L'eau est à 24°. L'air à plus de 30°. Tout le monde est joyeux, les autoroutes se gonflent d'orgueil, les moteurs poursuivent leur rôle de protagonistes polluants. Les pieds claquent au rythme des tongs, les orteils sont peints, les épaules et les quarts de fesses arborent le langage des tatouages. Les odeurs se mélangent, les yeux jaillissent des visages jadis pâlots, les blonds tournent au blanc, les châtains au cendré. Les pores respirent. Vivent les vacances ! L'euphorie du changement est remplacée par une autre routine. Le polar veut détrôner la thèse sur l'allégorie de la mélancolie dans les textes russes au milieu du XIXème siècle. Les lunettes sont de soleil, les montres oubliées, les propos allégés comme la mayonnaise, le yaourt et le beurre. Le vital n'est plus le même sous le chaud soleil du bord de mer. On est des autres, on fait comme les autres. On rit à pleines dents, le détartrage d'avril rend légitime notre investissement hors nomenclature (pour les initiés, c'est lorsque la sécurité sociale ne rembourse pas les frais). En bref, on est détendu, la ville colle à la réalité de nos vies d'estivants et nous partageons le même mot d'ordre collectif : être beau. Néanmoins, on est rattrapé par l'antan, l'hier, le jadis, l'essentiel des préoccupations : il nous manque cruellement l'univers livresque de nos profondeurs intérieures, on veut retrouver notre place assise de concentration, la main qui écrit ne peut pas se contenter de l'application triquotidienne de la crème solaire. On veut que les yeux s'imbibent d'encre et de visions imprimées, éditées, dactylographiées, ordonnancées en paragraphes, accolées aux données lexicales et syntaxiques.

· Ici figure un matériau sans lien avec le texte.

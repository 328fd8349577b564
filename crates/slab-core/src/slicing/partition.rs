//! Balanced partitioning of an index range.

use std::ops::Range;

/// Sizes of `parts` near-equal pieces of `n` items.
///
/// Sizes differ by at most one and the earlier pieces take the larger share.
pub fn balanced_sizes(n: usize, parts: usize) -> Vec<usize> {
    if parts == 0 {
        return Vec::new();
    }
    let base = n / parts;
    let extra = n % parts;
    (0..parts)
        .map(|p| if p < extra { base + 1 } else { base })
        .collect()
}

/// The range of `0..n` owned by piece `part` of `parts`.
///
/// Out-of-range parts and surplus parts (more parts than items) get an empty
/// range.
pub fn balanced_split(n: usize, parts: usize, part: usize) -> Range<usize> {
    if parts == 0 || part >= parts {
        return n..n;
    }
    let base = n / parts;
    let extra = n % parts;
    let start = part * base + part.min(extra);
    let len = if part < extra { base + 1 } else { base };
    start..start + len
}
//! Error types for the slicing and transfer engine.

use thiserror::Error;

/// Errors that can occur while planning or executing a processing stage.
#[derive(Error, Debug)]
pub enum SlabError {
    /// The preview specification is malformed or out of range.
    #[error("invalid preview on dimension {dim}: {message}")]
    Preview { dim: usize, message: String },

    /// Padding requested on a dimension that is neither core nor the fast slice dimension.
    #[error("cannot pad dimension {dim} of pattern {pattern}: {reason}")]
    InvalidPaddingDimension {
        dim: usize,
        pattern: String,
        reason: String,
    },

    /// Pattern missing from a dataset, or its dimensions do not cover the rank.
    #[error("pattern mismatch: {0}")]
    PatternMismatch(String),

    /// Pattern name outside the registry.
    #[error("unknown pattern: {0}")]
    UnknownPattern(String),

    /// The frame processing callback failed.
    #[error("frame processing failed in stage '{stage}'")]
    FrameProcessing {
        stage: String,
        #[source]
        source: anyhow::Error,
    },

    /// A collective barrier did not complete in time.
    #[error("rank {rank} timed out waiting on barrier '{tag}'")]
    BarrierTimeout { tag: String, rank: usize },

    /// Ranks reached a barrier with different tags.
    #[error("barrier tag mismatch: {0}")]
    BarrierMismatch(String),

    /// Collective communication failed.
    #[error("communication error: {0}")]
    Communication(String),

    /// Backing store error.
    #[error("storage error: {0}")]
    Storage(String),

    /// Array shapes do not agree.
    #[error("shape mismatch: {0}")]
    ShapeMismatch(String),

    /// Checkpoint could not be read or written.
    #[error("checkpoint error: {0}")]
    Checkpoint(String),

    /// Configuration error.
    #[error("configuration error: {0}")]
    Config(String),

    /// Dataset not registered in the pipeline context.
    #[error("dataset not found: {0}")]
    DatasetNotFound(String),
}

impl SlabError {
    /// Create a Preview error.
    pub fn preview(dim: usize, message: impl Into<String>) -> Self {
        Self::Preview {
            dim,
            message: message.into(),
        }
    }

    /// Create an InvalidPaddingDimension error.
    pub fn invalid_padding(dim: usize, pattern: impl Into<String>, reason: impl Into<String>) -> Self {
        Self::InvalidPaddingDimension {
            dim,
            pattern: pattern.into(),
            reason: reason.into(),
        }
    }

    /// Create a PatternMismatch error.
    pub fn pattern_mismatch(msg: impl Into<String>) -> Self {
        Self::PatternMismatch(msg.into())
    }

    /// Create a Storage error.
    pub fn storage(msg: impl Into<String>) -> Self {
        Self::Storage(msg.into())
    }

    /// Create a ShapeMismatch error.
    pub fn shape_mismatch(msg: impl Into<String>) -> Self {
        Self::ShapeMismatch(msg.into())
    }

    /// Create a Checkpoint error.
    pub fn checkpoint(msg: impl Into<String>) -> Self {
        Self::Checkpoint(msg.into())
    }

    /// Create a Communication error.
    pub fn communication(msg: impl Into<String>) -> Self {
        Self::Communication(msg.into())
    }

    /// Whether the error is fatal for every rank of the run, not only the caller.
    pub fn is_collective(&self) -> bool {
        matches!(
            self,
            Self::BarrierTimeout { .. } | Self::BarrierMismatch(_) | Self::Communication(_)
        )
    }
}

impl From<std::io::Error> for SlabError {
    fn from(err: std::io::Error) -> Self {
        Self::Storage(err.to_string())
    }
}

impl From<serde_json::Error> for SlabError {
    fn from(err: serde_json::Error) -> Self {
        Self::Checkpoint(err.to_string())
    }
}

/// Result type for engine operations.
pub type Result<T> = std::result::Result<T, SlabError>;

On tourne ainsi le dos au confort temporaire des autres et on donne libre cours à notre singularité. On veut rejoindre le lieu déserté par les autres aux heures les plus chaudes de l'après-midi, faire le chemin inverse, aller contre le flux, privilégier notre route. Les cailloux du passage entre ville et mer ne reconnaissent pas notre sens mais le respectent. Les herbes folles ploient sous notre décision et s'écartent cérémonieusement, saluant la solitude de celui ou celle qui l'habite. Le calme est roi, les oiseaux flottent dans l'atmosphère retrouvée d'une liberté précaire, les grains de sable s'estompent de nos chevilles rosies. Nous courons vers le petit cartable cuir pleine fleur, débouchons le stylo plume qui a obtenu 15/20 en philosophie à notre bac littéraire et mettons sciemment un terme à notre flottement d'estivant.
La lecture est la forme expressive la plus sûre. Nous emménageons dans notre forme intérieure favorite : l'écriture.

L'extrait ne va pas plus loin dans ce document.